» Exercise requirements
Within the records below, find each line that holds the string "StateError", then copy it.

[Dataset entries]
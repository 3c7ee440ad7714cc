//! # ViewState Format
//!
//! 隱藏欄位編碼層（JSON + 十六進位 + SHA-256 完整性摘要）

pub mod formatter;

// Re-export 主要類型
pub use formatter::StateFormatter;
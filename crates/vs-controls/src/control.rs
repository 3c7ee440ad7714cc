//! 控制項樹的遞迴保存與還原
//!
//! 每個節點的保存結果為 `[自身狀態, [子索引, 子狀態, ...]]`，兩格皆可為 Null；
//! 整棵子樹都沒有狀態時回傳 None。

use std::collections::BTreeMap;

use vs_core::{Result, StateError, StateValue};
use vs_state::PropertyStore;

/// 檢視狀態模式
#[derive(Debug, Clone, Copy, PartialEq, Eq, Default)]
pub enum ViewStateMode {
    /// 沿用父節點
    #[default]
    Inherit,
    /// 啟用
    Enabled,
    /// 停用
    Disabled,
}

/// 控制項節點
#[derive(Debug, Clone)]
pub struct Control {
    id: Option<String>,
    view_state: PropertyStore,
    enable_view_state: bool,
    view_state_mode: ViewStateMode,
    children: Vec<Control>,
    /// 尚未建立的子節點狀態（依索引暫存）
    pending_child_state: BTreeMap<usize, StateValue>,
}

impl Control {
    /// 創建新的控制項
    pub fn new() -> Self {
        Self {
            id: None,
            view_state: PropertyStore::new(),
            enable_view_state: true,
            view_state_mode: ViewStateMode::Inherit,
            children: Vec::new(),
            pending_child_state: BTreeMap::new(),
        }
    }

    /// 建構器模式：設置 ID
    pub fn with_id(mut self, id: impl Into<String>) -> Self {
        self.id = Some(id.into());
        self
    }

    /// 建構器模式：設置檢視狀態模式
    pub fn with_view_state_mode(mut self, mode: ViewStateMode) -> Self {
        self.view_state_mode = mode;
        self
    }

    /// 建構器模式：停用整棵子樹的檢視狀態
    pub fn without_view_state(mut self) -> Self {
        self.enable_view_state = false;
        self
    }

    pub fn id(&self) -> Option<&str> {
        self.id.as_deref()
    }

    pub fn view_state(&self) -> &PropertyStore {
        &self.view_state
    }

    pub fn view_state_mut(&mut self) -> &mut PropertyStore {
        &mut self.view_state
    }

    pub fn enable_view_state(&self) -> bool {
        self.enable_view_state
    }

    pub fn set_enable_view_state(&mut self, enable: bool) {
        self.enable_view_state = enable;
    }

    pub fn view_state_mode(&self) -> ViewStateMode {
        self.view_state_mode
    }

    pub fn set_view_state_mode(&mut self, mode: ViewStateMode) {
        self.view_state_mode = mode;
    }

    pub fn children(&self) -> &[Control] {
        &self.children
    }

    pub fn child_mut(&mut self, index: usize) -> Option<&mut Control> {
        self.children.get_mut(index)
    }

    /// 暫存中的子節點狀態數量
    pub fn pending_child_count(&self) -> usize {
        self.pending_child_state.len()
    }

    /// 依 ID 搜尋子孫節點（深度優先）
    pub fn find_control(&self, id: &str) -> Option<&Control> {
        self.children.iter().find_map(|child| {
            if child.id() == Some(id) {
                Some(child)
            } else {
                child.find_control(id)
            }
        })
    }

    pub fn is_tracking(&self) -> bool {
        self.view_state.is_tracking()
    }

    /// 整棵子樹進入追蹤階段
    pub fn track_state_recursive(&mut self) {
        self.view_state.begin_tracking();
        for child in &mut self.children {
            child.track_state_recursive();
        }
    }

    /// 加入子節點
    ///
    /// 父節點已在追蹤時，子節點跟著進入追蹤；若先前還原時有此索引的暫存狀態，立即套用。
    pub fn add_child(&mut self, mut child: Control) -> Result<usize> {
        let index = self.children.len();

        if self.is_tracking() {
            child.track_state_recursive();
        }

        if let Some(state) = self.pending_child_state.remove(&index) {
            tracing::debug!("子節點 {} 套用暫存狀態", index);
            child.load_state_recursive(&state)?;
        }

        self.children.push(child);
        Ok(index)
    }

    /// 遞迴保存
    ///
    /// `inherited` 為父節點的有效模式；根節點通常傳入 `Enabled`。
    pub fn save_state_recursive(&self, inherited: ViewStateMode) -> Option<StateValue> {
        if !self.enable_view_state {
            return None;
        }

        let effective = match self.view_state_mode {
            ViewStateMode::Inherit => inherited,
            mode => mode,
        };

        let own = if effective == ViewStateMode::Enabled {
            self.view_state.save()
        } else {
            None
        };

        let mut child_states = Vec::new();
        for (index, child) in self.children.iter().enumerate() {
            if let Some(state) = child.save_state_recursive(effective) {
                child_states.push(StateValue::from(index));
                child_states.push(state);
            }
        }

        if own.is_none() && child_states.is_empty() {
            return None;
        }

        let children = if child_states.is_empty() {
            StateValue::Null
        } else {
            StateValue::Seq(child_states)
        };
        Some(StateValue::pair(StateValue::from_option(own), children))
    }

    /// 遞迴還原
    ///
    /// 子狀態依索引分派；索引超出目前子節點數時暫存，待 `add_child` 時套用。
    pub fn load_state_recursive(&mut self, state: &StateValue) -> Result<()> {
        if state.is_null() || !self.enable_view_state {
            return Ok(());
        }

        let (own, children) = state.expect_pair("控制項狀態")?;
        self.view_state.load(own)?;

        if children.is_null() {
            return Ok(());
        }

        let entries = children.expect_seq("子節點狀態")?;
        if entries.len() % 2 != 0 {
            tracing::warn!("子節點狀態長度為奇數: {}", entries.len());
            return Err(StateError::corruption("子節點狀態必須成對出現"));
        }

        for entry in entries.chunks(2) {
            let index = entry[0].expect_index("子節點索引")?;
            let child_state = &entry[1];

            match self.children.get_mut(index) {
                Some(child) => child.load_state_recursive(child_state)?,
                None => {
                    self.pending_child_state.insert(index, child_state.clone());
                }
            }
        }

        Ok(())
    }
}

impl Default for Control {
    fn default() -> Self {
        Self::new()
    }
}

#[cfg(test)]
mod tests {
    use super::*;

    fn page() -> Control {
        let mut form = Control::new().with_id("form1");
        form.add_child(Control::new().with_id("name")).unwrap();
        form.add_child(Control::new().with_id("email")).unwrap();

        let mut root = Control::new().with_id("page");
        root.add_child(form).unwrap();
        root
    }

    #[test]
    fn test_untouched_tree_saves_nothing() {
        let mut root = page();
        root.track_state_recursive();

        assert_eq!(root.save_state_recursive(ViewStateMode::Enabled), None);
    }

    #[test]
    fn test_nested_roundtrip() {
        let mut root = page();
        root.track_state_recursive();
        root.child_mut(0)
            .unwrap()
            .child_mut(1)
            .unwrap()
            .view_state_mut()
            .set("Text", "a@b.c");

        let saved = root.save_state_recursive(ViewStateMode::Enabled).unwrap();

        let mut next_request = page();
        next_request.load_state_recursive(&saved).unwrap();
        let email = next_request.find_control("email").unwrap();
        assert_eq!(email.view_state().get_as::<String>("Text").as_deref(), Some("a@b.c"));
        assert!(next_request.find_control("name").unwrap().view_state().is_empty());
    }

    #[test]
    fn test_disabled_mode_skips_own_state_only() {
        let mut root = page();
        root.child_mut(0)
            .unwrap()
            .set_view_state_mode(ViewStateMode::Disabled);
        root.child_mut(0)
            .unwrap()
            .child_mut(0)
            .unwrap()
            .set_view_state_mode(ViewStateMode::Enabled);
        root.track_state_recursive();

        let form = root.child_mut(0).unwrap();
        form.view_state_mut().set("Action", "/post");
        form.child_mut(0).unwrap().view_state_mut().set("Text", "kept");
        form.child_mut(1).unwrap().view_state_mut().set("Text", "dropped");

        let saved = root.save_state_recursive(ViewStateMode::Enabled).unwrap();
        let mut next_request = page();
        next_request.load_state_recursive(&saved).unwrap();

        assert!(next_request.find_control("form1").unwrap().view_state().is_empty());
        assert_eq!(
            next_request
                .find_control("name")
                .unwrap()
                .view_state()
                .get_as::<String>("Text")
                .as_deref(),
            Some("kept")
        );
        assert!(next_request.find_control("email").unwrap().view_state().is_empty());
    }

    #[test]
    fn test_enable_view_state_false_skips_subtree() {
        let mut root = page();
        root.child_mut(0).unwrap().set_enable_view_state(false);
        root.track_state_recursive();
        root.child_mut(0)
            .unwrap()
            .child_mut(0)
            .unwrap()
            .view_state_mut()
            .set("Text", "x");

        assert_eq!(root.save_state_recursive(ViewStateMode::Enabled), None);
    }

    #[test]
    fn test_pending_state_applied_on_add() {
        let mut root = Control::new();
        root.add_child(Control::new()).unwrap();
        root.add_child(Control::new()).unwrap();
        root.track_state_recursive();
        root.child_mut(1).unwrap().view_state_mut().set("Text", "late");
        let saved = root.save_state_recursive(ViewStateMode::Enabled).unwrap();

        // 下一次請求：子節點在還原之後才動態建立
        let mut next_request = Control::new();
        next_request.track_state_recursive();
        next_request.load_state_recursive(&saved).unwrap();
        assert_eq!(next_request.pending_child_count(), 1);

        next_request.add_child(Control::new()).unwrap();
        next_request.add_child(Control::new()).unwrap();
        assert_eq!(next_request.pending_child_count(), 0);

        let late = &next_request.children()[1];
        assert!(late.is_tracking());
        assert_eq!(late.view_state().get_as::<String>("Text").as_deref(), Some("late"));
        // 還原的值不是變更
        assert!(!late.view_state().is_item_dirty("Text"));
    }

    #[test]
    fn test_corrupted_child_list() {
        let mut root = page();

        let odd = StateValue::pair(StateValue::Null, StateValue::Seq(vec![StateValue::Int(0)]));
        assert!(matches!(
            root.load_state_recursive(&odd),
            Err(StateError::StateCorruption(_))
        ));

        let bad_index = StateValue::pair(
            StateValue::Null,
            StateValue::Seq(vec![StateValue::from("form1"), StateValue::Null]),
        );
        assert!(root.load_state_recursive(&bad_index).is_err());

        assert!(root.load_state_recursive(&StateValue::Int(1)).is_err());
    }
}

» Written solution
use vs_core::{Result, StateError, StateValue};
            return Err(StateError::corruption("子節點狀態必須成對出現"));
            Err(StateError::StateCorruption(_))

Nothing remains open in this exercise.